Stored items
■ ■ ■ ■ ■

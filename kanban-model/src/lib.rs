//! Shared data model for the kanban board: tasks, columns, boards, and the
//! JSON envelope they are persisted in.

pub mod board;
pub mod codec;
pub mod task;

pub use board::{Board, BoardError, Column};
pub use task::{Task, TaskColor, TaskId, TaskUpdate};
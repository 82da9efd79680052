//! Pure copy-on-write board transforms.
//!
//! Every function takes the current board by reference and returns the next
//! board, or `None` when a referenced column or task does not exist. The
//! input board is never mutated, so a snapshot handed to a reader stays
//! valid forever. Indices and titles are not validated here; that happens at
//! the command boundary.

use chrono::{DateTime, Utc};
use kanban_model::{Board, Task, TaskId, TaskUpdate};

/// Appends `task` to the end of the named column.
#[must_use]
pub fn add_task(board: &Board, column_id: &str, task: Task) -> Option<Board> {
    let col = board.column_index(column_id)?;
    let mut next = board.clone();
    next.columns[col].tasks.push(task);
    Some(next)
}

/// Moves a task from one column to the end of another, unchanged.
///
/// The task is looked up only in `from_column_id`. Moving within the same
/// column relocates the task to the end of that column.
#[must_use]
pub fn move_task(
    board: &Board,
    from_column_id: &str,
    to_column_id: &str,
    task_id: &TaskId,
) -> Option<Board> {
    let from = board.column_index(from_column_id)?;
    let to = board.column_index(to_column_id)?;
    let pos = board.columns[from].position_of(task_id)?;

    let mut next = board.clone();
    let task = next.columns[from].tasks.remove(pos);
    next.columns[to].tasks.push(task);
    Some(next)
}

/// Removes the task at `start_index` and reinserts it at `end_index`.
///
/// This is a single-element reposition, not a swap. `end_index` past the
/// end is clamped to the last position. An out-of-range `start_index` or
/// `start_index == end_index` is a no-op.
#[must_use]
pub fn reorder_tasks(
    board: &Board,
    column_id: &str,
    start_index: usize,
    end_index: usize,
) -> Option<Board> {
    let col = board.column_index(column_id)?;
    let len = board.columns[col].tasks.len();
    if start_index >= len {
        return None;
    }
    let end_index = end_index.min(len - 1);
    if start_index == end_index {
        return None;
    }

    let mut next = board.clone();
    let tasks = &mut next.columns[col].tasks;
    let task = tasks.remove(start_index);
    tasks.insert(end_index, task);
    Some(next)
}

/// Shallow-merges `update` onto the matching task.
///
/// A color-carrying update clears `last_edited`, since recoloring is not an
/// edit. Any other update stamps it with `now`, never moving it backwards.
#[must_use]
pub fn update_task(
    board: &Board,
    column_id: &str,
    task_id: &TaskId,
    update: &TaskUpdate,
    now: DateTime<Utc>,
) -> Option<Board> {
    let col = board.column_index(column_id)?;
    let pos = board.columns[col].position_of(task_id)?;

    let mut next = board.clone();
    let task = &mut next.columns[col].tasks[pos];
    apply_update(task, update, now);
    Some(next)
}

/// Removes the task with the matching id from the named column.
#[must_use]
pub fn delete_task(board: &Board, column_id: &str, task_id: &TaskId) -> Option<Board> {
    let col = board.column_index(column_id)?;
    let pos = board.columns[col].position_of(task_id)?;

    let mut next = board.clone();
    next.columns[col].tasks.remove(pos);
    Some(next)
}

/// Applies a [`TaskUpdate`] to a task in place.
///
/// `id`, `created_at` and `created_by` are never touched.
pub fn apply_update(task: &mut Task, update: &TaskUpdate, now: DateTime<Utc>) {
    if let Some(title) = &update.title {
        task.title.clone_from(title);
    }
    if let Some(description) = &update.description {
        task.description.clone_from(description);
    }
    if let Some(color) = update.color {
        task.color = Some(color);
        task.last_edited = None;
    } else {
        task.last_edited = Some(task.last_edited.map_or(now, |prev| prev.max(now)));
    }
}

■ ■ ■ ■ ■

Directions - List all lines above in which the string "never" appears.

Written answer -
//! input board is never mutated, so a snapshot handed to a reader stays
/// edit. Any other update stamps it with `now`, never moving it backwards.
/// `id`, `created_at` and `created_by` are never touched.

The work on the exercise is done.